(Stored items)
=== Section Start ===
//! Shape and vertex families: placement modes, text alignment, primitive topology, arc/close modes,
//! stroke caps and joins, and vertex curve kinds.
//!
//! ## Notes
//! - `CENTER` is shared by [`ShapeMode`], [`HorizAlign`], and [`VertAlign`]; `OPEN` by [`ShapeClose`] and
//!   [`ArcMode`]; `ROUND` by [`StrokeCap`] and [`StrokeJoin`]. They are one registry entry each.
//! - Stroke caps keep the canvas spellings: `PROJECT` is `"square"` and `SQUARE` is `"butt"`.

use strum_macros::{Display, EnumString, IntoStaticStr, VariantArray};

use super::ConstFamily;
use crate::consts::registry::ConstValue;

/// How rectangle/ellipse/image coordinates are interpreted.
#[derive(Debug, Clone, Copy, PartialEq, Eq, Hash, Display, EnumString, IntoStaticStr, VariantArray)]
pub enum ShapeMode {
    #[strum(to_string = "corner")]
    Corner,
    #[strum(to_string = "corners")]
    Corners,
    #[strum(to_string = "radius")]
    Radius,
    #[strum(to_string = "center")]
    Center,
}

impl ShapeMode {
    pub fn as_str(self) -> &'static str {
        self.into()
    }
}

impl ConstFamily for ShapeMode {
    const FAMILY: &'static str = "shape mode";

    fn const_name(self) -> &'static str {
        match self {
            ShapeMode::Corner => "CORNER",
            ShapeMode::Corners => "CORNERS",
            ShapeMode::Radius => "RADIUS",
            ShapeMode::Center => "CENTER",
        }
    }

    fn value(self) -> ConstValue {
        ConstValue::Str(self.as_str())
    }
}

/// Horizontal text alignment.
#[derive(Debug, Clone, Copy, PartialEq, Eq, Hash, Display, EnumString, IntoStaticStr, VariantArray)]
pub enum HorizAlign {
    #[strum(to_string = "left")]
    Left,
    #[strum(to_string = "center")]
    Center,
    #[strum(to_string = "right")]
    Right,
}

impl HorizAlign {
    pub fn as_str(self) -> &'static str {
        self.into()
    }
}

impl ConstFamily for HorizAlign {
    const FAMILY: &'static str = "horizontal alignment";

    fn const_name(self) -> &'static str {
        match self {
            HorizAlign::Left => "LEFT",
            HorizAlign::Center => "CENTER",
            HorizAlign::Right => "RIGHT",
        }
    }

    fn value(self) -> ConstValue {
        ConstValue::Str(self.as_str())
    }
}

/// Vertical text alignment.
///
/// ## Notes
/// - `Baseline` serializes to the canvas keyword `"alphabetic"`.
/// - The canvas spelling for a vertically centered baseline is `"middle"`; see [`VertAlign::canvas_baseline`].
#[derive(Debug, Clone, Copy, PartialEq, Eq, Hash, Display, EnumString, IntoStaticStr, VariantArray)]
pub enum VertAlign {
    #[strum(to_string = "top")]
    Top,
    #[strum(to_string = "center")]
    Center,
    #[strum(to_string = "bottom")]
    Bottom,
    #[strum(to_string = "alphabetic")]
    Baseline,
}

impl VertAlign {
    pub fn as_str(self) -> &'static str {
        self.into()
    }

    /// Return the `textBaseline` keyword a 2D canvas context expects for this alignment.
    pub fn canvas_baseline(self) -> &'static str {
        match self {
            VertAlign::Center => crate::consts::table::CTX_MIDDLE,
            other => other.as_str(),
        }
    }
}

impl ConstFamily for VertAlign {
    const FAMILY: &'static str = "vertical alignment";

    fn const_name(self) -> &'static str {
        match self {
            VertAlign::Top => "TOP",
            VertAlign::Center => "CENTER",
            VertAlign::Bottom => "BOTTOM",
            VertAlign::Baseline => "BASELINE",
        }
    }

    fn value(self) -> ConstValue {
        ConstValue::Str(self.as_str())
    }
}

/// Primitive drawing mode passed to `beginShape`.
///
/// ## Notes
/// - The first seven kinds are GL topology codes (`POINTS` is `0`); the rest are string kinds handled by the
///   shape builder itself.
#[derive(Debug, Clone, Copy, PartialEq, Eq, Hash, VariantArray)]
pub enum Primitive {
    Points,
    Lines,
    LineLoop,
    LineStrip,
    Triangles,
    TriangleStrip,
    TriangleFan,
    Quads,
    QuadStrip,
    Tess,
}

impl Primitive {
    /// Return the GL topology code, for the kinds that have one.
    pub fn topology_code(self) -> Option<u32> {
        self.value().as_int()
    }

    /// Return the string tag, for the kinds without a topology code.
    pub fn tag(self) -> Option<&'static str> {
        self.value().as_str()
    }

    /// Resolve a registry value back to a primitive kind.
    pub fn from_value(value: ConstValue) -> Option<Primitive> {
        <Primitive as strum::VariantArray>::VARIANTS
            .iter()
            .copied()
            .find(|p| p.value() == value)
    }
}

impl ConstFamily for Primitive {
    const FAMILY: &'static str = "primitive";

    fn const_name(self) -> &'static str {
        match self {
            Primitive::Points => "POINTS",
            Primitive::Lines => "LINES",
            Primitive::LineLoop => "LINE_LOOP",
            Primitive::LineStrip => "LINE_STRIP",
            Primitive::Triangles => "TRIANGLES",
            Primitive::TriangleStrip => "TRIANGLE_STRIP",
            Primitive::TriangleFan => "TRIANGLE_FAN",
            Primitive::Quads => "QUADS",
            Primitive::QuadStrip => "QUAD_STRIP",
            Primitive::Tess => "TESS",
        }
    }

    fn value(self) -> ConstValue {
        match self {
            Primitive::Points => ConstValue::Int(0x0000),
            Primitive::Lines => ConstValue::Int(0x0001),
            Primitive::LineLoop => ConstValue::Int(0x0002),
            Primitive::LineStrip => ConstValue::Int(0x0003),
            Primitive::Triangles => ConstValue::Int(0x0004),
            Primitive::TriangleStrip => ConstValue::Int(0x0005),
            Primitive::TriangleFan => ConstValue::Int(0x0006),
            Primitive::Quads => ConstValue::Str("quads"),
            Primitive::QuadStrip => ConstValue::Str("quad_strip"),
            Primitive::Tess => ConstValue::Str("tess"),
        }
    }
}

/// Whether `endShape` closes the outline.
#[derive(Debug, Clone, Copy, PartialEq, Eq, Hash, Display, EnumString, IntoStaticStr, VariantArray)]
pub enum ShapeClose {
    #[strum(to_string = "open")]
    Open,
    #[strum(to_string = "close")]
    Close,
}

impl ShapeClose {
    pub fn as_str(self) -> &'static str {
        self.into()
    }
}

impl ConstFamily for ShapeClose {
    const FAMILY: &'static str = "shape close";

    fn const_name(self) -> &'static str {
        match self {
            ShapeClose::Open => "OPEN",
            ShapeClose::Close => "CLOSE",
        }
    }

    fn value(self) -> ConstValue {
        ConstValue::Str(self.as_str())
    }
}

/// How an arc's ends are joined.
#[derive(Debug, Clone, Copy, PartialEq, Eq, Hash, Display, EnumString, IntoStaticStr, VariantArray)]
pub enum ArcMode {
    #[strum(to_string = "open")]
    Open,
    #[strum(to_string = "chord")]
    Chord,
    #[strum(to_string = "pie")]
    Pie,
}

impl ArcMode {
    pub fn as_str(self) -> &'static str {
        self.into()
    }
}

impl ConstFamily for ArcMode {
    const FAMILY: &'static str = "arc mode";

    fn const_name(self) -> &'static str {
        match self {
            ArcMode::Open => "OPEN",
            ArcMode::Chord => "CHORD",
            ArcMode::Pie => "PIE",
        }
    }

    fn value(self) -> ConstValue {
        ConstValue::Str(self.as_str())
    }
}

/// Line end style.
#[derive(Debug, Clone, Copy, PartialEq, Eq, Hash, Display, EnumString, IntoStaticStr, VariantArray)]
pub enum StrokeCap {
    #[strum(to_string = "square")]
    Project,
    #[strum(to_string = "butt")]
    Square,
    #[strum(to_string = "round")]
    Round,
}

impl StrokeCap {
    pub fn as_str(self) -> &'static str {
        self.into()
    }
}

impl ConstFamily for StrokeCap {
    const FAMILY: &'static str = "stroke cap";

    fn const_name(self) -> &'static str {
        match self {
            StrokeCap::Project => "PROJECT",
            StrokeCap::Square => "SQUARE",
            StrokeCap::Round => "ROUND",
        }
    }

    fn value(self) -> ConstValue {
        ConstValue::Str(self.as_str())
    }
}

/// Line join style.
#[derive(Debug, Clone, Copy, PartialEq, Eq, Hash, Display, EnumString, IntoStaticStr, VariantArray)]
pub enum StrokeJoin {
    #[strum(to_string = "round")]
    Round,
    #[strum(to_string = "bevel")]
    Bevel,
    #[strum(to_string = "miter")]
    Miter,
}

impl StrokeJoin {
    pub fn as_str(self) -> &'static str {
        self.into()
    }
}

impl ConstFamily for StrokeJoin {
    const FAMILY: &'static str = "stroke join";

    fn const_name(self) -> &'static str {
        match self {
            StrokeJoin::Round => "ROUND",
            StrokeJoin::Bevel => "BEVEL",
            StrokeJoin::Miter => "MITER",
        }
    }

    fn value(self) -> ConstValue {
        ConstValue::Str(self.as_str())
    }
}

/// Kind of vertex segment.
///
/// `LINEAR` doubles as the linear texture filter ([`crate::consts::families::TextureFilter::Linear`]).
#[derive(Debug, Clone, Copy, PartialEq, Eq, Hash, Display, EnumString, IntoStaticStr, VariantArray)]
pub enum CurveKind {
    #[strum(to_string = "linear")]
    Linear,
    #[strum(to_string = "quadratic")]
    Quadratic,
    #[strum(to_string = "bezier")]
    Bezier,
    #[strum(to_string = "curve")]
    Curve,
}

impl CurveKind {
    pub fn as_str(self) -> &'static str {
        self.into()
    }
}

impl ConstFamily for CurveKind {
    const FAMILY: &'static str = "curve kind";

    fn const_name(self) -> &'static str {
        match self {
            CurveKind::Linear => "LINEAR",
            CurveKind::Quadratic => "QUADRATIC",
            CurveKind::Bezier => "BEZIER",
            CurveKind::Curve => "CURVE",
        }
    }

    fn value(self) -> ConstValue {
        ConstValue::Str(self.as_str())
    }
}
=== Section End ===
→ **What you are asked to do**
Exactly the lines running from the top of the records to the line that contains "is shared by", inclusive, must be set down, and nothing more.

→ **Task response**
//! Shape and vertex families: placement modes, text alignment, primitive topology, arc/close modes,
//! stroke caps and joins, and vertex curve kinds.
//!
//! ## Notes
//! - `CENTER` is shared by [`ShapeMode`], [`HorizAlign`], and [`VertAlign`]; `OPEN` by [`ShapeClose`] and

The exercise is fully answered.